I had my suspicions that Elijah was delayed. That was about one year and four months ago. He wasn’t much more than one and a half years old. But behaving nothing like Julia at that age. I had my reasons for avoiding these suspicions. But when little things showed up at times when I was not expecting them, it’s hard to ignore them. It’s hard to face them. It’s hard to be the parent – the father, the discipliner, the consistent guardian and teacher, - that I thought I would be.
I had my fears that I would have a child with disabilities. That was about twenty years ago. I was not even a teenager. I would pray that God would not let me have a “special needs” child. I prayed that God would make all my kids “normal”. I feared “imperfection”.
I put these words in apostrophes because they are not what I use anymore when talking with God. They are not useful anymore. I do not pray for my “special needs” child; for God to give me a “normal” son; for the “perfect” child.
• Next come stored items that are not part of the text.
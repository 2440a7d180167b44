mod codec;
mod topology;

pub use codec::{decode_result, decode_task, encode_result, encode_task, ResultSchema};
pub use topology::{QueueTopology, EXCHANGE_NAME};

use thiserror::Error;

#[derive(Error, Debug)]
pub enum ProtocolError {
    #[error("Task body is not valid UTF-8")]
    InvalidUtf8,

    #[error("Task body too large: {0} bytes")]
    TaskTooLarge(usize),

    #[error("Malformed task body: {0:?}")]
    MalformedTask(String),

    #[error("Invalid document ID: {0}")]
    InvalidId(#[from] docflow_core::CoreError),

    #[error("Malformed result message: {0}")]
    MalformedResult(String),

    #[error("Unknown status literal {literal:?} for {kind} results")]
    UnknownStatus {
        kind: docflow_core::WorkerKind,
        literal: String,
    },

    #[error("Serialization error: {0}")]
    SerializationError(#[from] serde_json::Error),
}

pub type Result<T> = std::result::Result<T, ProtocolError>;

/// Task bodies carry a single integer; anything larger is rejected unread.
pub const MAX_TASK_BODY_SIZE: usize = 64;

/// Content type set on every published result.
pub const RESULT_CONTENT_TYPE: &str = "application/json";
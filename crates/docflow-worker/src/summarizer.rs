use crate::error::TransformError;
use crate::handler::Transformer;
use async_trait::async_trait;
use docflow_client::TextGenerator;
use docflow_core::DocumentContent;
use std::sync::Arc;
use tracing::debug;

const PROMPT_PREFIX: &str =
    "Please provide a concise, one-paragraph summary of the following document content:\n\n";

/// Summarizes extracted text with a generative-text backend.
pub struct Summarizer {
    generator: Arc<dyn TextGenerator>,
}

impl Summarizer {
    pub fn new(generator: Arc<dyn TextGenerator>) -> Self {
        Summarizer { generator }
    }

    pub fn prompt(text: &str) -> String {
        format!("{PROMPT_PREFIX}{text}")
    }
}

#[async_trait]
impl Transformer for Summarizer {
    async fn transform(&self, content: &DocumentContent) -> Result<String, TransformError> {
        let DocumentContent::Text(text) = content else {
            return Err(TransformError::UnsupportedContent {
                expected: "text",
                actual: content.variant_name(),
            });
        };

        debug!(chars = text.len(), "Requesting summary");
        self.generator
            .generate(&Self::prompt(text))
            .await
            .map_err(|e| TransformError::Engine(e.to_string()))
    }
}
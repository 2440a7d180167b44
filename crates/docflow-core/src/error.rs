use thiserror::Error;

#[derive(Error, Debug, Clone, PartialEq, Eq)]
pub enum CoreError {
    #[error("Document ID must be a positive integer (got {0})")]
    NonPositiveId(i128),

    #[error("Invalid document ID: {0:?}")]
    InvalidId(String),

    #[error("Unknown worker kind: {0}")]
    UnknownKind(String),
}

pub type Result<T> = std::result::Result<T, CoreError>;
use crate::error::FetchError;
use async_trait::async_trait;
use docflow_client::{DocumentApiClient, ObjectStore};
use docflow_core::{DocumentContent, DocumentId, DocumentMetadata};
use std::sync::Arc;
use tracing::{debug, warn};

/// Looks up a document's metadata; `None` covers every failure.
#[async_trait]
pub trait MetadataSource: Send + Sync {
    async fn fetch_metadata(&self, id: DocumentId) -> Option<DocumentMetadata>;
}

#[async_trait]
impl MetadataSource for DocumentApiClient {
    async fn fetch_metadata(&self, id: DocumentId) -> Option<DocumentMetadata> {
        DocumentApiClient::fetch_metadata(self, id).await
    }
}

/// Produces the input a transformation needs for one document.
#[async_trait]
pub trait ContentSource: Send + Sync {
    async fn fetch(&self, id: DocumentId) -> Result<DocumentContent, FetchError>;
}

/// Supplies the previously extracted text of a document.
pub struct TextContentSource {
    metadata: Arc<dyn MetadataSource>,
}

impl TextContentSource {
    pub fn new(metadata: Arc<dyn MetadataSource>) -> Self {
        TextContentSource { metadata }
    }
}

#[async_trait]
impl ContentSource for TextContentSource {
    async fn fetch(&self, id: DocumentId) -> Result<DocumentContent, FetchError> {
        let metadata = self.metadata.fetch_metadata(id).await;

        let text = metadata
            .as_ref()
            .and_then(DocumentMetadata::content_text)
            .ok_or(FetchError::MissingContent(id))?;

        debug!(document_id = %id, chars = text.len(), "Fetched document text");
        Ok(DocumentContent::Text(text.to_string()))
    }
}

/// Supplies the original file of a document from object storage.
pub struct BinaryContentSource {
    metadata: Arc<dyn MetadataSource>,
    store: Arc<dyn ObjectStore>,
}

impl BinaryContentSource {
    pub fn new(metadata: Arc<dyn MetadataSource>, store: Arc<dyn ObjectStore>) -> Self {
        BinaryContentSource { metadata, store }
    }
}

#[async_trait]
impl ContentSource for BinaryContentSource {
    async fn fetch(&self, id: DocumentId) -> Result<DocumentContent, FetchError> {
        let metadata = self.metadata.fetch_metadata(id).await;

        let storage_path = metadata
            .as_ref()
            .and_then(DocumentMetadata::storage_key)
            .ok_or(FetchError::MissingStoragePath(id))?
            .to_string();

        let bytes = match self.store.get(&storage_path).await {
            Ok(bytes) => bytes,
            Err(e) => {
                warn!(
                    document_id = %id,
                    storage_path = %storage_path,
                    error = %e,
                    "Error downloading file from object storage"
                );
                return Err(FetchError::DownloadFailed(storage_path));
            }
        };

        debug!(document_id = %id, bytes = bytes.len(), "Downloaded document file");
        Ok(DocumentContent::Binary {
            storage_path,
            bytes,
        })
    }
}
God has given me what I have. He did not give me a “Special Needs” child. Instead, He has given me a Special Place in my heart just for Elijah. He did not give me a “Normal ” child. Instead, He has given me the Enormous love of a son who sees me like no one else has or will. However, He has given me the “Perfect” child. Perfect in the sense of God’s Perfect will: I am walking up the path of parenthood and I’m learning about God’s love and I’m finding it’s what God’s wanted all along.
Love it! You guys are such an inspiration to me!